▶ WORK REQUIRED: Every line of the records below that holds the word "pacing" belongs in the answer.

DATA IN THIS EXERCISE START

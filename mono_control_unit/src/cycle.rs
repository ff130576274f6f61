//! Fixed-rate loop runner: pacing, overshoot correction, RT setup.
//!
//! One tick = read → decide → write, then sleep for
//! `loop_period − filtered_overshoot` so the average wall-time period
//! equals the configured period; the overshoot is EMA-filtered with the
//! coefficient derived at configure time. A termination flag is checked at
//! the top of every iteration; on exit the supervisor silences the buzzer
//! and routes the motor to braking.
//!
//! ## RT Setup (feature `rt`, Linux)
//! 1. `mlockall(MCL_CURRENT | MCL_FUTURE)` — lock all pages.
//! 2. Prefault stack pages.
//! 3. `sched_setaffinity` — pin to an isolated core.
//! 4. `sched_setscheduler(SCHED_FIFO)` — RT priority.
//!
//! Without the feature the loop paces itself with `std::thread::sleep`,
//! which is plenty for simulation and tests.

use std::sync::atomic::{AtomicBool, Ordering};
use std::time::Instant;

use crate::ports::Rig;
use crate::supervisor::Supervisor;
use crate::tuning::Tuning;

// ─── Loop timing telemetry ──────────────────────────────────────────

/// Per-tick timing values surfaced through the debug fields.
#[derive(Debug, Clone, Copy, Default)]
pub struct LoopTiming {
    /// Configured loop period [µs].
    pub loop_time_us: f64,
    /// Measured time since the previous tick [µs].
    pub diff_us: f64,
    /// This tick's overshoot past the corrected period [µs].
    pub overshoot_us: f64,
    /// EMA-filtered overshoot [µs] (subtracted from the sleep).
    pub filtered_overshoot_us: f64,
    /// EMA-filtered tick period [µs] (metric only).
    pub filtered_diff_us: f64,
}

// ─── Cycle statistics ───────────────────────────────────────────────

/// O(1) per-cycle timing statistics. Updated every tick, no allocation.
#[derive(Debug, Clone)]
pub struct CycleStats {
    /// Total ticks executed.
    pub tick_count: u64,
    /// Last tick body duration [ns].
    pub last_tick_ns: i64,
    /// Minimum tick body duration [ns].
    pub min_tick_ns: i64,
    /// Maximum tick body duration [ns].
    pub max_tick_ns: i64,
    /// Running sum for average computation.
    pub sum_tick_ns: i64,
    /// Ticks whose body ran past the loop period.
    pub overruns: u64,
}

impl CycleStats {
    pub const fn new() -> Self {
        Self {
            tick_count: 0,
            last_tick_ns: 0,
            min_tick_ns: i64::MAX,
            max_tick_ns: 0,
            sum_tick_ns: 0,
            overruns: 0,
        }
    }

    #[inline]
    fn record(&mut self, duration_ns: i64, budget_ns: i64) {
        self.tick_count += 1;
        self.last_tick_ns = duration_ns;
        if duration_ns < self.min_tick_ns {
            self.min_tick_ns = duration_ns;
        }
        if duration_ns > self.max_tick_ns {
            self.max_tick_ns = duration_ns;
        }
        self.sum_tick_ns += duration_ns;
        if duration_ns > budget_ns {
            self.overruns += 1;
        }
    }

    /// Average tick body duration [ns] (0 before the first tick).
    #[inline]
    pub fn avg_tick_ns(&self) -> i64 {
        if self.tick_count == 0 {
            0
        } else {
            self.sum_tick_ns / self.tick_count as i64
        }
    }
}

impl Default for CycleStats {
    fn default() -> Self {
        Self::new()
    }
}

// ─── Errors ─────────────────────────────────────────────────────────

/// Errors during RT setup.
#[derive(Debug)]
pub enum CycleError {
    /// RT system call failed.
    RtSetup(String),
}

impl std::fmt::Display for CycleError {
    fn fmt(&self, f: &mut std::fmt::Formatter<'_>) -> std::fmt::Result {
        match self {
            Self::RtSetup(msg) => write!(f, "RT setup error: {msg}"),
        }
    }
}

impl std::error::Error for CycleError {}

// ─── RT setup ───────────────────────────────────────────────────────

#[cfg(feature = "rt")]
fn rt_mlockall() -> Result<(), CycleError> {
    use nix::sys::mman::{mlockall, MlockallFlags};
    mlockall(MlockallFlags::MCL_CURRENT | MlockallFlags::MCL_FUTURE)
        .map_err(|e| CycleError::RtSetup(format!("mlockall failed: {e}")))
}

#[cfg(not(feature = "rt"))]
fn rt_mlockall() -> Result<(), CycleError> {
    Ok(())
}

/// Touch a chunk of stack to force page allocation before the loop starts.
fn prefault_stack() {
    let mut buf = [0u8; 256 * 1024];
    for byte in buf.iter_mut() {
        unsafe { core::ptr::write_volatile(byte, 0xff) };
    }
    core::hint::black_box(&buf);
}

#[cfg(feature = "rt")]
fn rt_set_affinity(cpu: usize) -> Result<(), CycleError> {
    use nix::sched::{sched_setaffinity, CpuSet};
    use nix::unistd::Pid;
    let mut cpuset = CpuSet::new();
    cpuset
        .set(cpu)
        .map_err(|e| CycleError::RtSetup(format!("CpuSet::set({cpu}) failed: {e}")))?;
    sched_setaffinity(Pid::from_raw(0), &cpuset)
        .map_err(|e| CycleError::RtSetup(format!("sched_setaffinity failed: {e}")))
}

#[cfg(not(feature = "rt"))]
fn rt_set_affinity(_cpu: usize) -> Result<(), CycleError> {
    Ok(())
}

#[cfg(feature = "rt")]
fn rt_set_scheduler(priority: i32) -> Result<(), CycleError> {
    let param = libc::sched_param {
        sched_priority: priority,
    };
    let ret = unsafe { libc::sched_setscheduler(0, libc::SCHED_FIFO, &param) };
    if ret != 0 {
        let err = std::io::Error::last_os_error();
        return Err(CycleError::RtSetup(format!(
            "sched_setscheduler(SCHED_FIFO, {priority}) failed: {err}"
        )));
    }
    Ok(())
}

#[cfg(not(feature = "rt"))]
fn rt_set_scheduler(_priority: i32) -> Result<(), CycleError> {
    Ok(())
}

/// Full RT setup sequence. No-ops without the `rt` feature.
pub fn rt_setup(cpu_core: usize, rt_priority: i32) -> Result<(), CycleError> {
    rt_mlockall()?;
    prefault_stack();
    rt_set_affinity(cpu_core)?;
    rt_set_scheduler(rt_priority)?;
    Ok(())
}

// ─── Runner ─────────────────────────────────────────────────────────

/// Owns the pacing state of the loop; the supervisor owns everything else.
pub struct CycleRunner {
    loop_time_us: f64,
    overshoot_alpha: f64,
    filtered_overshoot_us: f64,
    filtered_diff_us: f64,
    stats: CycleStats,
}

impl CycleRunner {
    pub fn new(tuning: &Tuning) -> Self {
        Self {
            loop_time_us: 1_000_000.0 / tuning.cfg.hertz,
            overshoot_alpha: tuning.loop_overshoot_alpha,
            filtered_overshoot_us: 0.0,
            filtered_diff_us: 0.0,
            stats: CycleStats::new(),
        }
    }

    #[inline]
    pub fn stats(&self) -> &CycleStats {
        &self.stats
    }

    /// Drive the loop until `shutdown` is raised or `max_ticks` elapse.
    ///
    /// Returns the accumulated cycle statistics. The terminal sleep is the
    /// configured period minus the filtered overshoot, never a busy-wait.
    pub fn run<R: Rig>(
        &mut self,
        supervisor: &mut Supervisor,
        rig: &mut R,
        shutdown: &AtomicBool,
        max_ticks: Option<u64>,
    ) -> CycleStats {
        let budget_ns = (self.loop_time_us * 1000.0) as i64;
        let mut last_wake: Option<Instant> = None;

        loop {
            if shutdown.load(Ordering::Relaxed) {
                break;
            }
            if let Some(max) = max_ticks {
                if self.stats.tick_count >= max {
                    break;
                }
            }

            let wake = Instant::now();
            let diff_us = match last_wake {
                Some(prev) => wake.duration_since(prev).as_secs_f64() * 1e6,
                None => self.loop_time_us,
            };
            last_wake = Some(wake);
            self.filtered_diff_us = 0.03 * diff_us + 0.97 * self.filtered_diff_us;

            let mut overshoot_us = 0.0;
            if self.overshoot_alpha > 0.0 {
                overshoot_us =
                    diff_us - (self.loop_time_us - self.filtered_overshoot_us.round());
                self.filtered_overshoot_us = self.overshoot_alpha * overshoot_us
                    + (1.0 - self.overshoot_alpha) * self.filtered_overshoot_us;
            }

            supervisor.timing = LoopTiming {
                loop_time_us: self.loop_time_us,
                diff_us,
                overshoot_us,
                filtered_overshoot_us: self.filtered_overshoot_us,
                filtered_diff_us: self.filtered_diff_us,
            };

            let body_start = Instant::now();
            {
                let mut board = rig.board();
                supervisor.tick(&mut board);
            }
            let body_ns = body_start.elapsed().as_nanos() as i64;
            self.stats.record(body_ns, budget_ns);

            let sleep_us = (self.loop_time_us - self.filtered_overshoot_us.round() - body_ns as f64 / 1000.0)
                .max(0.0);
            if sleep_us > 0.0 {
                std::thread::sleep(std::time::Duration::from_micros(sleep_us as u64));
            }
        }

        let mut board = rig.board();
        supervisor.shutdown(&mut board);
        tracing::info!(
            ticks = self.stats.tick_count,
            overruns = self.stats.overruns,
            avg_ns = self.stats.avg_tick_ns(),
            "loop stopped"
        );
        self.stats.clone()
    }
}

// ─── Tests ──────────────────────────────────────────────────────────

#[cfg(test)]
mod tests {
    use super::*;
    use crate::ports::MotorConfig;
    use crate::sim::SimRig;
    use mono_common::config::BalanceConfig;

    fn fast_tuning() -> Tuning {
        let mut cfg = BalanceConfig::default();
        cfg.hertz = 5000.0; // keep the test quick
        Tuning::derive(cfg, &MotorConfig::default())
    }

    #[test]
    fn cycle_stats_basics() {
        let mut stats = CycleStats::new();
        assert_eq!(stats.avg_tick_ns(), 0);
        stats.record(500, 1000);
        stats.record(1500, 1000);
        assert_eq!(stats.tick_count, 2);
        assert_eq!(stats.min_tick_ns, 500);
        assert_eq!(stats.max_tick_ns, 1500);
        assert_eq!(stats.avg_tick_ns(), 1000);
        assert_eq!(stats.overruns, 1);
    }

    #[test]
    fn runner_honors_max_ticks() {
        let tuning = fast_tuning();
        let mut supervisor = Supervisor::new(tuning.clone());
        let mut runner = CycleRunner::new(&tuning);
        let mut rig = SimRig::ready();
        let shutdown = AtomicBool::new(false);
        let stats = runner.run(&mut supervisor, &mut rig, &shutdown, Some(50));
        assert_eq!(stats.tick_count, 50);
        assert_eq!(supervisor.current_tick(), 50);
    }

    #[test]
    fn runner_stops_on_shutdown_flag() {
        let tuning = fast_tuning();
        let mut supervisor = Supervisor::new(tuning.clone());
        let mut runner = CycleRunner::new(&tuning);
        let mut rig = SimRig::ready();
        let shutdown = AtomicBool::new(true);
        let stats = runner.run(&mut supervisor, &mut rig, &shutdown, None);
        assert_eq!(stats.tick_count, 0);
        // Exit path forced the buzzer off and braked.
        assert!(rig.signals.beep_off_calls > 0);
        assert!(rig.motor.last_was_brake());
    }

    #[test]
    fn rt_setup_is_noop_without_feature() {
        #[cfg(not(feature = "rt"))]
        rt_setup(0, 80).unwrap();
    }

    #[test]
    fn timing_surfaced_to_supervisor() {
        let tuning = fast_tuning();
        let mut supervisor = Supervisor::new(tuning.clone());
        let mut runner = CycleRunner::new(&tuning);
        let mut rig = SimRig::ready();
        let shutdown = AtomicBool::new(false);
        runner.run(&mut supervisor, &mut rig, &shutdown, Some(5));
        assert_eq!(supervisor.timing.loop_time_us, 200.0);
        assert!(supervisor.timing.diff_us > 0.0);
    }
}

DATA IN THIS EXERCISE END

▶ RESULT OF THIS EXERCISE:
//! Fixed-rate loop runner: pacing, overshoot correction, RT setup.
/// Owns the pacing state of the loop; the supervisor owns everything else.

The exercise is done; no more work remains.